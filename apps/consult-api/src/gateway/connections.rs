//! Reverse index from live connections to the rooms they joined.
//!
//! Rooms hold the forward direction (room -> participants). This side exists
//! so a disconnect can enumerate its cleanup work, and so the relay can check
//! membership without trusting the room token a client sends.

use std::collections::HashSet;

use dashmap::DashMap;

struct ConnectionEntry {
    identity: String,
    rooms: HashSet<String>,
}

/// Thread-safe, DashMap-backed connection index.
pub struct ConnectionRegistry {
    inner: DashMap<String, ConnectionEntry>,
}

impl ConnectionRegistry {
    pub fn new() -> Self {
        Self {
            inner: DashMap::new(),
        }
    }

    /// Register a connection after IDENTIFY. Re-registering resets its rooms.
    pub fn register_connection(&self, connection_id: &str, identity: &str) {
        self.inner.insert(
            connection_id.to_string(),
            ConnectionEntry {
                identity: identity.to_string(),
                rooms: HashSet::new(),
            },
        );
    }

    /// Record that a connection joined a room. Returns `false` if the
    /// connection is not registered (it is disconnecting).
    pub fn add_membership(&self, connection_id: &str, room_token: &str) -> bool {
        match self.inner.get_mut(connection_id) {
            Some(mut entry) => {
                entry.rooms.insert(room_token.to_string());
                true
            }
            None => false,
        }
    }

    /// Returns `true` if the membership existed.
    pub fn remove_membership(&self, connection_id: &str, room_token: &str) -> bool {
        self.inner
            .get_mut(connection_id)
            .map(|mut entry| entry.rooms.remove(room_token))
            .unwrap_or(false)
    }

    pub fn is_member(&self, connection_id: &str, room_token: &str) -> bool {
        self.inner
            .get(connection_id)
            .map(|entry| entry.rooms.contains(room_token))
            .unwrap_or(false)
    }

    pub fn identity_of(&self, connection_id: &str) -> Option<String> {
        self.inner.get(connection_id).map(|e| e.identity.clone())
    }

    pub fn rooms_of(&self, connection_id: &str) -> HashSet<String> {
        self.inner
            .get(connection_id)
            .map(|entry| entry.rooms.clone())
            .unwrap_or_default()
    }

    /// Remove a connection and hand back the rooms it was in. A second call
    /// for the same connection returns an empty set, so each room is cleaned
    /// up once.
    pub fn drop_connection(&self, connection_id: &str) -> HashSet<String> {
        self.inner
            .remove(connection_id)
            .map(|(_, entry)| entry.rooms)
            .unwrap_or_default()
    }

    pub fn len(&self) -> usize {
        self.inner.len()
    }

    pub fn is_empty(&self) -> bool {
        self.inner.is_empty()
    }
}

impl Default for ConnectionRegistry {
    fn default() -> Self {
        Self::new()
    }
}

========

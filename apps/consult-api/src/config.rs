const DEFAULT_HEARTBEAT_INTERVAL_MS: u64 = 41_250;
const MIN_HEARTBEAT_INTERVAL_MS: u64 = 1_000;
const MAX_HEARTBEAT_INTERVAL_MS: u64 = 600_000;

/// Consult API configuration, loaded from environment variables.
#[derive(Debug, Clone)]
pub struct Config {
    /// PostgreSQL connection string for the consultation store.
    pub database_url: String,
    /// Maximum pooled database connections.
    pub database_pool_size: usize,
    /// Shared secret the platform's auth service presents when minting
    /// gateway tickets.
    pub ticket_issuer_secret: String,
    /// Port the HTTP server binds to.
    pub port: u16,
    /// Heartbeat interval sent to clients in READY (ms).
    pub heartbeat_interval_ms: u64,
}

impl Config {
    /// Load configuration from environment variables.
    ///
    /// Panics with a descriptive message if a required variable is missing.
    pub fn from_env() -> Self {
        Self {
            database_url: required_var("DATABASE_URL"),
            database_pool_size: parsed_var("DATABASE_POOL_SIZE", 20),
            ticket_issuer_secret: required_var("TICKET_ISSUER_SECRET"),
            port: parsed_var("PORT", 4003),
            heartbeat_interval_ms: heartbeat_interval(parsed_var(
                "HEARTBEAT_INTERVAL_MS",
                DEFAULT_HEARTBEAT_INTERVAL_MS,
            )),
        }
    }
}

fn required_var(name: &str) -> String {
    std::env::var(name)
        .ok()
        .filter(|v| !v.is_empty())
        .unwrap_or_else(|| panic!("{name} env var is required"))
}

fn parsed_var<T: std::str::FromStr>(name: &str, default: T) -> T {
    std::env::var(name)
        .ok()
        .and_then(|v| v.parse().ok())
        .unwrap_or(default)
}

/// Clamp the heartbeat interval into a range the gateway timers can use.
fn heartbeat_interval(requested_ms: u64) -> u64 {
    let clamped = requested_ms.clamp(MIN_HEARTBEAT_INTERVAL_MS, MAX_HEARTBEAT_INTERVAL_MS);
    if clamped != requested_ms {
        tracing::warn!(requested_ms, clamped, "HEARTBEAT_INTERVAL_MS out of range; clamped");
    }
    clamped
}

========

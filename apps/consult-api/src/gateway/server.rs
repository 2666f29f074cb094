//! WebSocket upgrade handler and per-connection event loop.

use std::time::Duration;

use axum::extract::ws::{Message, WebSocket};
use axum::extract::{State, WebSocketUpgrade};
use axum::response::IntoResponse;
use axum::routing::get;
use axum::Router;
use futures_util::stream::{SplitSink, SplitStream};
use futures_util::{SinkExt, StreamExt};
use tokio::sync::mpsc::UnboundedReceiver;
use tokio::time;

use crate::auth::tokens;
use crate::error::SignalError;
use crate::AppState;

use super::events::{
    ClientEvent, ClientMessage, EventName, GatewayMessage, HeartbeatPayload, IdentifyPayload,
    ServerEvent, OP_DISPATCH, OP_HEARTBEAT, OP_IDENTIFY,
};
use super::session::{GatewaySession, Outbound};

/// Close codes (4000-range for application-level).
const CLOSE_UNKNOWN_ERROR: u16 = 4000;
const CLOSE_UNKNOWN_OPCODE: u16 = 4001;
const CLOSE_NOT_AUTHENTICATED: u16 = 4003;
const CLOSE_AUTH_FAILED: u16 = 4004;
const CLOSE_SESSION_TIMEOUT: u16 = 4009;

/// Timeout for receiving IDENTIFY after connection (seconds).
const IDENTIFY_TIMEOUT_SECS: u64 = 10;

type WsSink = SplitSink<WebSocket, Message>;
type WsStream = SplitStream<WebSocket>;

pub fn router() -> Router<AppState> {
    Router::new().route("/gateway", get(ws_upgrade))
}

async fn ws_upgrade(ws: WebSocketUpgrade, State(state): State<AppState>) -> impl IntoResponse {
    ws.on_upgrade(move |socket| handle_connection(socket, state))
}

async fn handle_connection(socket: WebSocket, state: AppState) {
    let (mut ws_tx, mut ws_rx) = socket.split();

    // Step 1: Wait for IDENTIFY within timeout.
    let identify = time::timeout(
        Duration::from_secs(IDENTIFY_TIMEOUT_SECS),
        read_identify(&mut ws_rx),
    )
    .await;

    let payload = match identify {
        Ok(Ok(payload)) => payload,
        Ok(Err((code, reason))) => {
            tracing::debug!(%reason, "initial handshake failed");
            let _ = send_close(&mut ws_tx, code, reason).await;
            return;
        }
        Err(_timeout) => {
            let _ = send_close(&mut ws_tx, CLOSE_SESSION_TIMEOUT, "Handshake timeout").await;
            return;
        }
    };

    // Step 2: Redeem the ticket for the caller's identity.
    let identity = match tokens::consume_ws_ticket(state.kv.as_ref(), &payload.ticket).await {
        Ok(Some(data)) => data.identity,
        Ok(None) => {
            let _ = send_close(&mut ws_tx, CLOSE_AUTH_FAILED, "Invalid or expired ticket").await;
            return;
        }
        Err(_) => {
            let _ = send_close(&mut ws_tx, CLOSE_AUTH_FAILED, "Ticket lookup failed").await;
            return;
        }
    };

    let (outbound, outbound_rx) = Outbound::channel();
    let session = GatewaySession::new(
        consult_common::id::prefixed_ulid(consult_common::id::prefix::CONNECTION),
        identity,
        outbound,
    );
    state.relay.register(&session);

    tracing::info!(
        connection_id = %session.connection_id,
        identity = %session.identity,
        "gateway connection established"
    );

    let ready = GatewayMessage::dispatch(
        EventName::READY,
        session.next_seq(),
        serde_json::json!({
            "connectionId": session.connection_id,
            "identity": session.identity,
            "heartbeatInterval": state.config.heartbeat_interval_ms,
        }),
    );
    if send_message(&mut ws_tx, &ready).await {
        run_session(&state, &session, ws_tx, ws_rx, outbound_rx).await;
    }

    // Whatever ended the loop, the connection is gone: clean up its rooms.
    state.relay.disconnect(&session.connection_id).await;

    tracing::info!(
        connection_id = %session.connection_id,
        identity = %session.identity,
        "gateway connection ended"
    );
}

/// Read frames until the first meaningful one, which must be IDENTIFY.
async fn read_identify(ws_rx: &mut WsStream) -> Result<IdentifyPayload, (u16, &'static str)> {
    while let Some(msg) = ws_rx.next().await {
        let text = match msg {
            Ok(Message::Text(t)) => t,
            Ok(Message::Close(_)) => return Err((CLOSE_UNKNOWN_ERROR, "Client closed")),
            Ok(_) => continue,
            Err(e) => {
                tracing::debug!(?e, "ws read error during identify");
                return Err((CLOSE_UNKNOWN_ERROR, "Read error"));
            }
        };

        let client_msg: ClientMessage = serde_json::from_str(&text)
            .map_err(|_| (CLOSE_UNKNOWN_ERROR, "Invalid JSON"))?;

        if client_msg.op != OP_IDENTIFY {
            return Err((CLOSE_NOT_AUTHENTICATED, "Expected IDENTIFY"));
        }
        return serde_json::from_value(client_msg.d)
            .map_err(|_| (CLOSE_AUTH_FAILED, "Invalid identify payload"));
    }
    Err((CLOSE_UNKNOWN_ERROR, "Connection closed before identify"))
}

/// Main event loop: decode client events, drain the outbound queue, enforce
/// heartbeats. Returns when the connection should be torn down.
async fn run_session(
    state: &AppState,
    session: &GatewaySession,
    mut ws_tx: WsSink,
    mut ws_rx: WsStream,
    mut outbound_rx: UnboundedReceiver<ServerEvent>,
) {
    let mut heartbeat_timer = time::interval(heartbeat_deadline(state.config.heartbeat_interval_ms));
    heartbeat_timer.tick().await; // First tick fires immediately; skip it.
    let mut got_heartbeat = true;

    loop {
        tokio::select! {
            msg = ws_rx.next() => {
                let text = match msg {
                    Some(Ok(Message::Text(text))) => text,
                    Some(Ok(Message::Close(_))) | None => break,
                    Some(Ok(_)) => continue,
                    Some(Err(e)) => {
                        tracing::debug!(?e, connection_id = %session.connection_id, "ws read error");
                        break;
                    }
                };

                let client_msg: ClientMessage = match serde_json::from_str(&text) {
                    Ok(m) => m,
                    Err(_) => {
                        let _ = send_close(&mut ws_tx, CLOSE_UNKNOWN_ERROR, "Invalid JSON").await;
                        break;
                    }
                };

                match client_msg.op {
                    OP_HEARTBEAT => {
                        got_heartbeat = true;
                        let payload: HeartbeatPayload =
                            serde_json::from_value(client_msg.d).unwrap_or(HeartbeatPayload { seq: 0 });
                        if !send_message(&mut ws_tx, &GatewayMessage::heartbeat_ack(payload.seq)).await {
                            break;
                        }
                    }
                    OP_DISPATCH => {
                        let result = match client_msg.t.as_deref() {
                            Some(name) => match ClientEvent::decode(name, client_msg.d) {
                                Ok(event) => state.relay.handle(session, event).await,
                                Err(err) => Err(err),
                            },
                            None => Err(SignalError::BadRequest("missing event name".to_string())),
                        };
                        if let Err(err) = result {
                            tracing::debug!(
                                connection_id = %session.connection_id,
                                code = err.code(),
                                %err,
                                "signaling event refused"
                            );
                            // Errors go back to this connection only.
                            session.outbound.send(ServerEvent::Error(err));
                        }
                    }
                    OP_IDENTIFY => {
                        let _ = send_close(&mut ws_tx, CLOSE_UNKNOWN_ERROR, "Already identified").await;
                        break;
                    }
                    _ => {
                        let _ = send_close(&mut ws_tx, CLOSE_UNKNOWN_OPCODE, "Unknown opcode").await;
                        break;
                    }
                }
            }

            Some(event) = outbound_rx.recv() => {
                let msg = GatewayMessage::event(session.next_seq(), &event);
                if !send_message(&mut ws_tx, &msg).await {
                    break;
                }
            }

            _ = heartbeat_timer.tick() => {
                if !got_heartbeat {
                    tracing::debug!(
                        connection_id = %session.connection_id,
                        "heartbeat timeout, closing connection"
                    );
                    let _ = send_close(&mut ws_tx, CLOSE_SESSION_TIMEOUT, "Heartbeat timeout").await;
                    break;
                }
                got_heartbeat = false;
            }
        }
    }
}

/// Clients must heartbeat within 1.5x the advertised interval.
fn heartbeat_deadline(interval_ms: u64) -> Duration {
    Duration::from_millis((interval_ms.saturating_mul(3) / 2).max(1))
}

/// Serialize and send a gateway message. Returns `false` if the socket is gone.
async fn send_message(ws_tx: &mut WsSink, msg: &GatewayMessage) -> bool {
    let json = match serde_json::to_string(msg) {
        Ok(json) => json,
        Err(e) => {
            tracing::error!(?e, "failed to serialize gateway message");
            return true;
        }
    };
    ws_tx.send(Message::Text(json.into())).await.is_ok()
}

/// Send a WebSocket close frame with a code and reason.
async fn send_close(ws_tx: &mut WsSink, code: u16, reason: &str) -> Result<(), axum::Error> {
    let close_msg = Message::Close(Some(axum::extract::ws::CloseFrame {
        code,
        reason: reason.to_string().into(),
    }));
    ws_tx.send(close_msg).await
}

========

◆ TASK TO COMPLETE ◆
Write out exactly the lines above between the line with "filename apps/consult-api/src/gateway/connections.rs" and the line with "This side exists", inclusive, and nothing beyond them.

◆ EXERCISE RESPONSE ◆
filename apps/consult-api/src/gateway/connections.rs
//! Reverse index from live connections to the rooms they joined.
//!
//! Rooms hold the forward direction (room -> participants). This side exists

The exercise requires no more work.